I reflected. Poverty looks grim to grown people; still more so to
children: they have not much idea of industrious, working, respectable
poverty; they think of the word only as connected with ragged clothes,
scanty food, fireless grates, rude manners, and debasing vices: poverty
for me was synonymous with degradation.
"No; I should not like to belong to poor people," was my reply.
"Not even if they were kind to you?"
I shook my head: I could not see how poor people had the means of being
kind; and then to learn to speak like them, to adopt their manners, to be
uneducated, to grow up like one of the poor women I saw sometimes nursing
their children or washing their clothes at the cottage doors of the
village of Gateshead: no, I was not heroic enough to purchase liberty at
the price of caste.
"But are your relatives so very poor? Are they working people?"
"I cannot tell; Aunt Reed says if I have any, they must be a beggarly
set: I should not like to go a begging."
"Would you like to go to school?"
Again I reflected: I scarcely knew what school was: Bessie sometimes
spoke of it as a place where young ladies sat in the stocks, wore
backboards, and were expected to be exceedingly genteel and precise: John
Reed hated his school, and abused his master; but John Reed's tastes were
no rule for mine, and if Bessie's accounts of school-discipline (gathered
from the young ladies of a family where she had lived before coming to
Gateshead) were somewhat appalling, her details of certain
accomplishments attained by these same young ladies were, I thought,
equally attractive. She boasted of beautiful paintings of landscapes and
flowers by them executed; of songs they could sing and pieces they could
play, of purses they could net, of French books they could translate;
till my spirit was moved to emulation as I listened. Besides, school
would be a complete change: it implied a long journey, an entire
separation from Gateshead, an entrance into a new life.
"I should indeed like to go to school," was the audible conclusion of my
musings.
"Well, well! who knows what may happen?" said Mr. Lloyd, as he got up.

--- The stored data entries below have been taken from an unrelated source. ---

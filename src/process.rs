//! External command execution with consistent error handling.
//!
//! The imaging and shell collaborators are plain executables; this module
//! runs them with captured output so every failure message carries the
//! tool's stderr.

use anyhow::{bail, Context, Result};
use std::process::{Command, ExitStatus};

/// Result of a command execution.
#[derive(Debug, Clone)]
pub struct CommandResult {
    pub status: ExitStatus,
    pub stdout: String,
    pub stderr: String,
}

impl CommandResult {
    pub fn success(&self) -> bool {
        self.status.success()
    }

    /// Exit code, or -1 if terminated by signal.
    pub fn code(&self) -> i32 {
        self.status.code().unwrap_or(-1)
    }

    pub fn stdout_trimmed(&self) -> &str {
        self.stdout.trim()
    }

    pub fn stderr_trimmed(&self) -> &str {
        self.stderr.trim()
    }
}

/// Builder for configuring command execution.
pub struct Cmd {
    program: String,
    args: Vec<String>,
    /// If true, don't fail on non-zero exit.
    allow_fail: bool,
    /// Custom error message prefix.
    error_prefix: Option<String>,
}

impl Cmd {
    pub fn new(program: impl AsRef<str>) -> Self {
        Self {
            program: program.as_ref().to_string(),
            args: Vec::new(),
            allow_fail: false,
            error_prefix: None,
        }
    }

    pub fn arg(mut self, arg: impl AsRef<str>) -> Self {
        self.args.push(arg.as_ref().to_string());
        self
    }

    /// Allow non-zero exit codes without failing.
    pub fn allow_fail(mut self) -> Self {
        self.allow_fail = true;
        self
    }

    /// Set a custom error message prefix.
    pub fn error_msg(mut self, msg: impl AsRef<str>) -> Self {
        self.error_prefix = Some(msg.as_ref().to_string());
        self
    }

    /// Run the command and capture output.
    pub fn run(self) -> Result<CommandResult> {
        let output = Command::new(&self.program)
            .args(&self.args)
            .output()
            .with_context(|| {
                format!("Failed to execute '{}'. Is it installed?", self.program)
            })?;

        let result = CommandResult {
            status: output.status,
            stdout: String::from_utf8_lossy(&output.stdout).into_owned(),
            stderr: String::from_utf8_lossy(&output.stderr).into_owned(),
        };

        if !self.allow_fail && !result.success() {
            let prefix = self
                .error_prefix
                .unwrap_or_else(|| format!("'{}' failed", self.program));

            let stderr = result.stderr_trimmed();
            if stderr.is_empty() {
                bail!("{} (exit code {})", prefix, result.code());
            } else {
                bail!("{} (exit code {}):\n{}", prefix, result.code(), stderr);
            }
        }

        Ok(result)
    }
}
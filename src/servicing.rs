//! Transactional offline-image servicing.
//!
//! An `ImageServicingSession` wraps the external imaging tool's
//! mount/mutate/commit cycle so the mount can never outlive the session:
//! every exit from the mutation phase ends in Committed or Discarded,
//! never in a dangling mount. Mutations apply in a fixed order - drivers,
//! then features, then update packages.

use std::path::{Path, PathBuf};

use crate::error::ServicingError;
use crate::imaging::{ImagingTool, MountInspector};

/// Lifecycle state of a servicing session.
#[derive(Debug, Clone, Copy, PartialEq, Eq)]
pub enum SessionState {
    Unmounted,
    Mounted,
    Committed,
    Discarded,
}

impl SessionState {
    pub fn name(self) -> &'static str {
        match self {
            SessionState::Unmounted => "Unmounted",
            SessionState::Mounted => "Mounted",
            SessionState::Committed => "Committed",
            SessionState::Discarded => "Discarded",
        }
    }
}

/// Ordered mutations to apply to a mounted image.
#[derive(Debug, Default, Clone)]
pub struct MutationSet {
    /// Driver source directories, injected recursively.
    pub drivers: Vec<PathBuf>,
    /// Feature names, enabled with their dependency closure.
    pub features: Vec<String>,
    /// Update package files.
    pub packages: Vec<PathBuf>,
}

impl MutationSet {
    pub fn is_empty(&self) -> bool {
        self.drivers.is_empty() && self.features.is_empty() && self.packages.is_empty()
    }
}

/// A mount/apply/commit-or-discard session over one image.
///
/// The caller drives open/apply/close explicitly; if the session is
/// dropped while still mounted, a best-effort discard runs so the mount
/// is released regardless of how the caller exited.
pub struct ImageServicingSession<'t> {
    tool: &'t dyn ImagingTool,
    inspector: Option<&'t dyn MountInspector>,
    image: PathBuf,
    mount_dir: PathBuf,
    index: u32,
    state: SessionState,
}

impl<'t> ImageServicingSession<'t> {
    pub fn new(tool: &'t dyn ImagingTool, image: &Path, mount_dir: &Path, index: u32) -> Self {
        Self {
            tool,
            inspector: None,
            image: image.to_path_buf(),
            mount_dir: mount_dir.to_path_buf(),
            index,
            state: SessionState::Unmounted,
        }
    }

    /// Attach a best-effort post-mutation inspector.
    pub fn with_inspector(mut self, inspector: &'t dyn MountInspector) -> Self {
        self.inspector = Some(inspector);
        self
    }

    pub fn state(&self) -> SessionState {
        self.state
    }

    pub fn mount_dir(&self) -> &Path {
        &self.mount_dir
    }

    /// Mount the image. On failure the state stays Unmounted; there is
    /// nothing to release.
    pub fn open(&mut self) -> Result<(), ServicingError> {
        self.require_state("open", SessionState::Unmounted)?;
        self.tool.mount(&self.image, self.index, &self.mount_dir)?;
        self.state = SessionState::Mounted;
        Ok(())
    }

    /// Apply mutations in fixed order: every driver, then every feature,
    /// then every update package.
    ///
    /// The first failure aborts the remaining mutations of this call but
    /// leaves the session Mounted - the caller decides whether to commit
    /// partial progress or discard. Inspection (when configured) runs
    /// after the mutation loop whatever its outcome, and its own failure
    /// is swallowed.
    pub fn apply(&mut self, mutations: &MutationSet) -> Result<(), ServicingError> {
        self.require_state("apply", SessionState::Mounted)?;
        let result = self.apply_ordered(mutations);
        self.inspect_mount();
        result
    }

    fn apply_ordered(&self, mutations: &MutationSet) -> Result<(), ServicingError> {
        for driver in &mutations.drivers {
            self.tool.add_driver(&self.mount_dir, driver)?;
        }
        for feature in &mutations.features {
            self.tool.enable_feature(&self.mount_dir, feature)?;
        }
        for package in &mutations.packages {
            self.tool.add_package(&self.mount_dir, package)?;
        }
        Ok(())
    }

    /// Unmount the image, committing or discarding its mutations.
    ///
    /// When a requested commit fails, the session issues a discard before
    /// propagating the original commit error, so the terminal state is
    /// always Committed or Discarded.
    pub fn close(&mut self, commit: bool) -> Result<(), ServicingError> {
        self.require_state("close", SessionState::Mounted)?;

        if commit {
            match self.tool.unmount(&self.mount_dir, true) {
                Ok(()) => {
                    self.state = SessionState::Committed;
                    Ok(())
                }
                Err(commit_err) => {
                    // The mount must not outlive the session: fall back to
                    // discard, then surface the original commit error.
                    if let Err(discard_err) = self.tool.unmount(&self.mount_dir, false) {
                        eprintln!(
                            "[WARN] discard after failed commit also failed: {discard_err}"
                        );
                    }
                    self.state = SessionState::Discarded;
                    Err(commit_err)
                }
            }
        } else {
            let result = self.tool.unmount(&self.mount_dir, false);
            self.state = SessionState::Discarded;
            result
        }
    }

    fn require_state(
        &self,
        operation: &'static str,
        required: SessionState,
    ) -> Result<(), ServicingError> {
        if self.state != required {
            return Err(ServicingError::InvalidState {
                operation,
                required: required.name(),
                actual: self.state.name(),
            });
        }
        Ok(())
    }

    fn inspect_mount(&self) {
        let Some(inspector) = self.inspector else {
            return;
        };
        match inspector.inspect(&self.mount_dir) {
            Ok(listing) if !listing.is_empty() => {
                println!("Mount contents after servicing:\n{listing}");
            }
            Ok(_) => {}
            Err(e) => {
                eprintln!("[WARN] mount inspection failed (ignored): {e}");
            }
        }
    }
}

impl Drop for ImageServicingSession<'_> {
    fn drop(&mut self) {
        if self.state == SessionState::Mounted {
            eprintln!(
                "[WARN] servicing session dropped while mounted; discarding {}",
                self.mount_dir.display()
            );
            if self.tool.unmount(&self.mount_dir, false).is_ok() {
                self.state = SessionState::Discarded;
            }
        }
    }
}

/// Image capture container format.
#[derive(Debug, Clone, Copy, PartialEq, Eq)]
pub enum CaptureFormat {
    Wim,
    Esd,
}

impl CaptureFormat {
    /// Parse a format name, case-insensitively.
    pub fn parse(value: &str) -> Result<Self, ServicingError> {
        match value.to_ascii_lowercase().as_str() {
            "wim" => Ok(CaptureFormat::Wim),
            "esd" => Ok(CaptureFormat::Esd),
            other => Err(ServicingError::InvalidArgument(format!(
                "capture format must be 'wim' or 'esd', got '{other}'"
            ))),
        }
    }

    /// Effective compression level for this format.
    ///
    /// esd always uses recovery compression, overriding the caller; wim
    /// honors the caller's level and defaults to max.
    pub fn compression(self, requested: Option<&str>) -> String {
        match self {
            CaptureFormat::Esd => "recovery".to_string(),
            CaptureFormat::Wim => requested.unwrap_or("max").to_string(),
        }
    }
}

/// Capture a volume into an image file. One-shot; no session involved.
pub fn capture_image(
    tool: &dyn ImagingTool,
    volume: &Path,
    image: &Path,
    name: &str,
    format: &str,
    compression: Option<&str>,
) -> Result<(), ServicingError> {
    let format = CaptureFormat::parse(format)?;
    let compression = format.compression(compression);
    tool.capture(volume, image, name, &compression)
}

/// Apply an image index onto a target directory. One-shot.
pub fn apply_image(
    tool: &dyn ImagingTool,
    image: &Path,
    target_dir: &Path,
    index: u32,
) -> Result<(), ServicingError> {
    tool.apply(image, index, target_dir)
}
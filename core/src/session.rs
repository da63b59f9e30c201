use chrono::prelude::*;
use serde::{Deserialize, Serialize};

use crate::*;

/// Valid transitions:
/// - Intro -> Encode
/// - Encode -> Decode
/// - Decode -> Result
///
/// plus the unconditional restart, which lands straight on Encode.
#[derive(Copy, Clone, Debug, PartialEq, Serialize, Deserialize)]
pub enum Phase {
    /// Scenario explanation, nothing on the table yet
    Intro,
    /// Player 1 sees the key and owes exactly one flip
    Encode,
    /// Player 2 sees only the coins and owes a guess
    Decode,
    /// Guess measured against the key, terminal until restart
    Result,
}

impl Phase {
    pub const fn is_initial(self) -> bool {
        match self {
            Self::Intro => true,
            Self::Encode => false,
            Self::Decode => false,
            Self::Result => false,
        }
    }

    pub const fn is_final(self) -> bool {
        match self {
            Self::Intro => false,
            Self::Encode => false,
            Self::Decode => false,
            Self::Result => true,
        }
    }

    /// Whether the key square may be shown to whoever is looking. Player 2's
    /// turn is the only played phase that keeps it secret.
    pub const fn key_visible(self) -> bool {
        match self {
            Self::Intro => false,
            Self::Encode => true,
            Self::Decode => false,
            Self::Result => true,
        }
    }
}

impl Default for Phase {
    fn default() -> Self {
        Self::Intro
    }
}

/// A single game from scenario intro to reveal.
#[derive(Clone, Debug, PartialEq, Serialize, Deserialize)]
pub struct GameSession {
    board: Board,
    key: CellIndex,
    phase: Phase,
    selection: Option<CellIndex>,
    flipped: Option<CellIndex>,
    guess: Option<CellIndex>,
    started_at: Option<DateTime<Utc>>,
    ended_at: Option<DateTime<Utc>>,
}

impl GameSession {
    pub fn new(setup: GameSetup) -> Self {
        let (board, key) = setup.into_parts();
        Self {
            board,
            key,
            phase: Default::default(),
            selection: None,
            flipped: None,
            guess: None,
            started_at: None,
            ended_at: None,
        }
    }

    pub fn phase(&self) -> Phase {
        self.phase
    }

    pub fn board(&self) -> &Board {
        &self.board
    }

    pub fn key(&self) -> CellIndex {
        self.key
    }

    pub fn selection(&self) -> Option<CellIndex> {
        self.selection
    }

    /// The cell Player 1 flipped, recorded once the flip is confirmed.
    pub fn flipped_cell(&self) -> Option<CellIndex> {
        self.flipped
    }

    pub fn guess(&self) -> Option<CellIndex> {
        self.guess
    }

    pub fn ended(&self) -> bool {
        self.phase.is_final()
    }

    /// `Some(true)` for a win, populated once the game reaches the reveal.
    pub fn victory(&self) -> Option<bool> {
        match (self.phase, self.guess) {
            (Phase::Result, Some(guess)) => Some(guess == self.key),
            _ => None,
        }
    }

    /// How many seconds have passed since the game started, 0 if it hasn't
    pub fn elapsed_secs(&self) -> u32 {
        if let Some(started_at) = self.started_at {
            (self.ended_at.unwrap_or_else(Utc::now) - started_at)
                .num_seconds()
                .max(0) as u32
        } else {
            0
        }
    }

    /// Record the active player's choice for the current phase. Re-selecting
    /// the same cell reports no change.
    pub fn select_cell(&mut self, index: CellIndex) -> Result<SelectOutcome> {
        use SelectOutcome::*;

        let index = self.board.validate_index(index)?;

        Ok(match self.phase {
            Phase::Intro => NoChange,
            Phase::Encode | Phase::Decode => {
                if self.selection == Some(index) {
                    NoChange
                } else {
                    self.selection = Some(index);
                    log::trace!("Cell {} selected during {:?}", index, self.phase);
                    Changed
                }
            }
            Phase::Result => return Err(GameError::AlreadyEnded),
        })
    }

    /// Confirm the current phase. With nothing selected during Encode or
    /// Decode this is a no-op and the session stays where it is.
    pub fn confirm_phase(&mut self) -> Result<ConfirmOutcome> {
        use ConfirmOutcome::*;

        Ok(match self.phase {
            Phase::Intro => {
                self.advance(Phase::Encode);
                self.started_at = Some(Utc::now());
                Started
            }
            Phase::Encode => match self.selection {
                None => NoChange,
                Some(index) => {
                    let face = self.board.toggle(index);
                    self.flipped = Some(index);
                    self.advance(Phase::Decode);
                    log::debug!("Cell {} flipped, now showing {:?}", index, face);
                    Flipped
                }
            },
            Phase::Decode => match self.selection {
                None => NoChange,
                Some(index) => {
                    self.guess = Some(index);
                    self.advance(Phase::Result);
                    self.ended_at = Some(Utc::now());
                    if index == self.key { Won } else { Lost }
                }
            },
            Phase::Result => return Err(GameError::AlreadyEnded),
        })
    }

    /// Throw everything away and start over on a fresh setup. Restart lands
    /// directly on the flip phase; the intro is only shown once.
    pub fn restart(&mut self, setup: GameSetup) {
        *self = Self::new(setup);
        self.advance(Phase::Encode);
        self.started_at = Some(Utc::now());
    }

    /// The flip Player 1 should make: the cell that rewrites the board
    /// checksum into the key. Only meaningful while the flip is still owed.
    pub fn solve_flip(&self) -> Option<CellIndex> {
        match self.phase {
            Phase::Encode => Some(self.board.corrective_flip(self.key)),
            _ => None,
        }
    }

    /// The guess Player 2 should make; needs nothing but the coins.
    pub fn solve_guess(&self) -> Option<CellIndex> {
        match self.phase {
            Phase::Decode => Some(self.board.checksum()),
            _ => None,
        }
    }

    // Selections never survive a phase change.
    fn advance(&mut self, next: Phase) {
        self.selection = None;
        log::debug!("Phase {:?} -> {:?}", self.phase, next);
        self.phase = next;
    }
}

"The child ought to have change of air and scene," he added, speaking to
himself; "nerves not in a good state."
Bessie now returned; at the same moment the carriage was heard rolling up
the gravel-walk.
"Is that your mistress, nurse?" asked Mr. Lloyd. "I should like to speak
to her before I go."
Bessie invited him to walk into the breakfast-room, and led the way out.
In the interview which followed between him and Mrs. Reed, I presume,
from after-occurrences, that the apothecary ventured to recommend my
being sent to school; and the recommendation was no doubt readily enough
adopted; for as Abbot said, in discussing the subject with Bessie when
both sat sewing in the nursery one night, after I was in bed, and, as
they thought, asleep, "Missis was, she dared say, glad enough to get rid
of such a tiresome, ill-conditioned child, who always looked as if she
were watching everybody, and scheming plots underhand." Abbot, I think,
gave me credit for being a sort of infantine Guy Fawkes.
On that same occasion I learned, for the first time, from Miss Abbot's
communications to Bessie, that my father had been a poor clergyman; that
my mother had married him against the wishes of her friends, who
considered the match beneath her; that my grandfather Reed was so
irritated at her disobedience, he cut her off without a shilling; that
after my mother and father had been married a year, the latter caught the
typhus fever while visiting among the poor of a large manufacturing town
where his curacy was situated, and where that disease was then prevalent:
that my mother took the infection from him, and both died within a month
of each other.
Bessie, when she heard this narrative, sighed and said, "Poor Miss Jane
is to be pitied, too, Abbot."
"Yes," responded Abbot; "if she were a nice, pretty child, one might
compassionate her forlornness; but one really cannot care for such a
little toad as that."
"Not a great deal, to be sure," agreed Bessie: "at any rate, a beauty
like Miss Georgiana would be more moving in the same condition."
"Yes, I doat on Miss Georgiana!" cried the fervent Abbot. "Little
darling!--with her long curls and her blue eyes, and such a sweet colour
as she has; just as if she were painted!--Bessie, I could fancy a Welsh
rabbit for supper."
"So could I--with a roast onion. Come, we'll go down." They went.